L'Héritage: Revanche ou Pardon?
Chapitre 2
La salle d'attente du notaire était silencieuse, une atmosphère lourde et tendue pesait sur nous tous. Ma mère, Monique, était assise droite comme un piquet, son visage fermé ne laissant paraître aucune émotion, mais je la connaissais. Elle bouillonnait à l'intérieur. À côté d'elle, mon frère Pierre n'arrêtait pas de tapoter du pied sur le tapis épais. Il regardait sa montre toutes les trente secondes, comme si son impatience pouvait accélérer le temps.
Sophie, sa femme, était absorbée par son téléphone, faisant défiler des images de sacs à main de luxe. Elle a levé les yeux un instant, m'a jeté un regard méprisant et a soupiré bruyamment, un son qui voulait tout dire.
"Franchement, je ne comprends pas pourquoi on doit attendre. Tout le monde sait que l'héritage de grand-mère revient à Pierre. C'est le fils, c'est normal."
Sa voix était aiguë, calculée pour que tout le monde entende.
Pierre a immédiatement renchéri, un sourire suffisant aux lèvres.
"Évidemment, ma chérie. Grand-mère m'adorait. J'étais son petit-fils préféré. Ce n'est pas comme si elle allait laisser sa fortune à quelqu'un qui a à peine réussi dans la vie."
Son regard s'est posé sur moi, chargé de dédain. Je n'ai rien dit. J'étais graphiste freelance, je travaillais de chez moi, et pour ma famille, cela équivalait à ne rien faire du tout. Mon mari, Marc, un ingénieur informaticien, était à côté de moi. Il a senti ma tension et a posé une main réconfortante sur mon genou.
Monique a finalement parlé, sa voix glaciale comme d'habitude quand elle s'adressait à moi.
"Pierre a raison. Claire, tu sais très bien que tu n'as jamais été proche de ta grand-mère. Tu étais toujours dans ton coin, à dessiner tes bêtises. Pierre, lui, allait la voir, il s'occupait d'elle."
C'était un mensonge flagrant. Pierre n'avait mis les pieds chez notre grand-mère que pour les anniversaires et Noël, et toujours pour demander de l'argent pour sa boutique de gadgets qui ne marchait jamais. C'est moi qui passais la voir chaque semaine, qui lui faisais ses courses, qui écoutais ses histoires. Mais ma mère avait sa propre version de la réalité, une version où Pierre était le fils parfait et moi, la brebis galeuse.

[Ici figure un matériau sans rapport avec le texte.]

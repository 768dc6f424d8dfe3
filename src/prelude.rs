//!
//! globally-available parts
//!
pub use crate::error::{Error, Result};
pub use crate::sequence::{Sequence, SequenceIter};
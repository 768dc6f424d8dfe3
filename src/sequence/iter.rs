//!
//! Borrowing iterator of `Sequence`
//!
use super::Sequence;

///
/// Iterator struct of Sequence
/// This can be created from `Sequence<T>.iter()`
pub struct SequenceIter<'a, T> {
    /// index of the next element
    index: usize,
    /// reference of the sequence
    sequence: &'a Sequence<T>,
}

impl<'a, T> SequenceIter<'a, T> {
    pub(crate) fn new(sequence: &'a Sequence<T>) -> SequenceIter<'a, T> {
        SequenceIter { index: 0, sequence }
    }
}

impl<'a, T> Iterator for SequenceIter<'a, T> {
    type Item = &'a T;
    fn next(&mut self) -> Option<Self::Item> {
        let item = self.sequence.get(self.index)?;
        self.index += 1;
        Some(item)
    }
    fn size_hint(&self) -> (usize, Option<usize>) {
        let rest = self.sequence.len() - self.index;
        (rest, Some(rest))
    }
}

impl<'a, T> ExactSizeIterator for SequenceIter<'a, T> {}
use thiserror::Error;

/// Errors produced by `Sequence` operations
#[derive(Debug, Clone, Copy, PartialEq, Eq, Error)]
pub enum Error {
    /// `pop` was called on a sequence with no elements
    #[error("sequence is empty")]
    EmptySequence,
}

pub type Result<T> = std::result::Result<T, Error>;
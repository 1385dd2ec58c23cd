//! Error types for the dive-computer-ble crate.

use thiserror::Error;

use crate::device::driver::DeviceStatus;

/// The main error type for this crate.
#[derive(Error, Debug)]
pub enum Error {
    /// Bluetooth-related error from the underlying BLE library.
    #[error("Bluetooth error: {0}")]
    Bluetooth(#[from] btleplug::Error),

    /// Bluetooth is off, unauthorized or not supported on this system.
    #[error("Bluetooth link unavailable: {reason}")]
    LinkUnavailable {
        /// Description of why the radio cannot be used.
        reason: String,
    },

    /// The identity does not resolve to a reachable candidate.
    #[error("Device not found: {identifier}")]
    DeviceNotFound {
        /// The identifier that was searched for.
        identifier: String,
    },

    /// No usable write/notify characteristic pair could be set up.
    #[error("Characteristic negotiation failed: {reason}")]
    NegotiationFailed {
        /// Description of what went wrong during negotiation.
        reason: String,
    },

    /// Failed to establish a connection to the dive computer.
    #[error("Connection failed: {reason}")]
    ConnectionFailed {
        /// Description of why the connection failed.
        reason: String,
    },

    /// The protocol driver refused to open the device.
    #[error("Failed to open device: {status}")]
    DeviceOpenFailed {
        /// Status reported by the driver.
        status: DeviceStatus,
    },

    /// The record enumeration returned a non-success status.
    #[error("Dive enumeration failed: {status}")]
    EnumerationFailed {
        /// Status reported by the driver.
        status: DeviceStatus,
    },

    /// A record's bytes could not be decoded.
    #[error("Failed to parse dive #{dive}: {reason}")]
    ParseFailed {
        /// 1-based number of the dive that failed.
        dive: u32,
        /// Parser message.
        reason: String,
    },

    /// Operation attempted without a ready session and open device.
    #[error("No dive computer connected")]
    NoDeviceConnected,

    /// An operation did not complete in time.
    #[error("Timed out: {operation}")]
    Timeout {
        /// The operation that timed out.
        operation: String,
    },

    /// An invalid parameter was provided.
    #[error("Invalid parameter: {name} = {value}")]
    InvalidParameter {
        /// The name of the parameter.
        name: String,
        /// The invalid value that was provided.
        value: String,
    },

    /// Persistent storage could not be read or written.
    #[error("Storage error: {0}")]
    Storage(#[from] std::io::Error),

    /// A persisted record could not be encoded or decoded.
    #[error("Serialization error: {0}")]
    Serialization(#[from] serde_json::Error),

    /// An internal error occurred.
    #[error("Internal error: {0}")]
    Internal(String),
}

impl From<tokio::task::JoinError> for Error {
    fn from(err: tokio::task::JoinError) -> Self {
        Error::Internal(format!("background task failed: {}", err))
    }
}

/// A specialized Result type for this crate.
pub type Result<T> = std::result::Result<T, Error>;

"Ne t'attends à rien, Claire," a continué Monique. "Sois juste contente pour ton frère. Avec cet argent, il va enfin pouvoir développer son affaire et offrir à Sophie la vie qu'elle mérite."
Sophie a relevé la tête de son téléphone, un grand sourire aux lèvres.
"Oh oui ! On a déjà repéré une nouvelle voiture. Et une maison plus grande, bien sûr. Loin de ce quartier."
Elle a dit la dernière phrase en me regardant droit dans les yeux, comme pour me rappeler que je vivais dans un appartement modeste en banlieue parisienne, tandis qu'ils visaient les beaux quartiers.
La porte du bureau du notaire s'est ouverte. Maître Lefebvre, un homme d'une cinquantaine d'années au visage impassible, nous a invités à entrer.
Alors que nous nous installions, mon téléphone a vibré. C'était un message de ma tante, la sœur de ma mère.
"Claire, je viens d'avoir des nouvelles du notaire pour une autre affaire. Il m'a laissé entendre que ta grand-mère t'avait réservé une belle surprise. Ne dis rien. Laisse-les parler. Tu vas bien rire."
J'ai lu le message deux fois. Une surprise ? Mon cœur a commencé à battre plus fort. J'ai relevé les yeux et j'ai vu Pierre qui se pavanait déjà, expliquant au notaire comment il comptait investir "son" argent.
Marc m'a regardée, fronçant les sourcils d'un air interrogateur. Je lui ai discrètement montré l'écran du téléphone. Un léger sourire a étiré ses lèvres. Il m'a serré la main sous la table, un geste simple qui me disait : "Je suis avec toi."
J'ai éteint mon téléphone et je l'ai rangé dans mon sac. J'ai pris une profonde inspiration, essayant de calmer les battements de mon cœur. Une partie de moi avait envie de rire, de voir leurs visages quand la vérité éclaterait. Je me suis contentée de garder un visage neutre, comme je l'avais toujours fait. J'allais les laisser s'enfoncer dans leur certitude, dans leur arrogance. La chute n'en serait que plus dure. Et pour la première fois de ma vie, j'avais hâte d'assister au spectacle.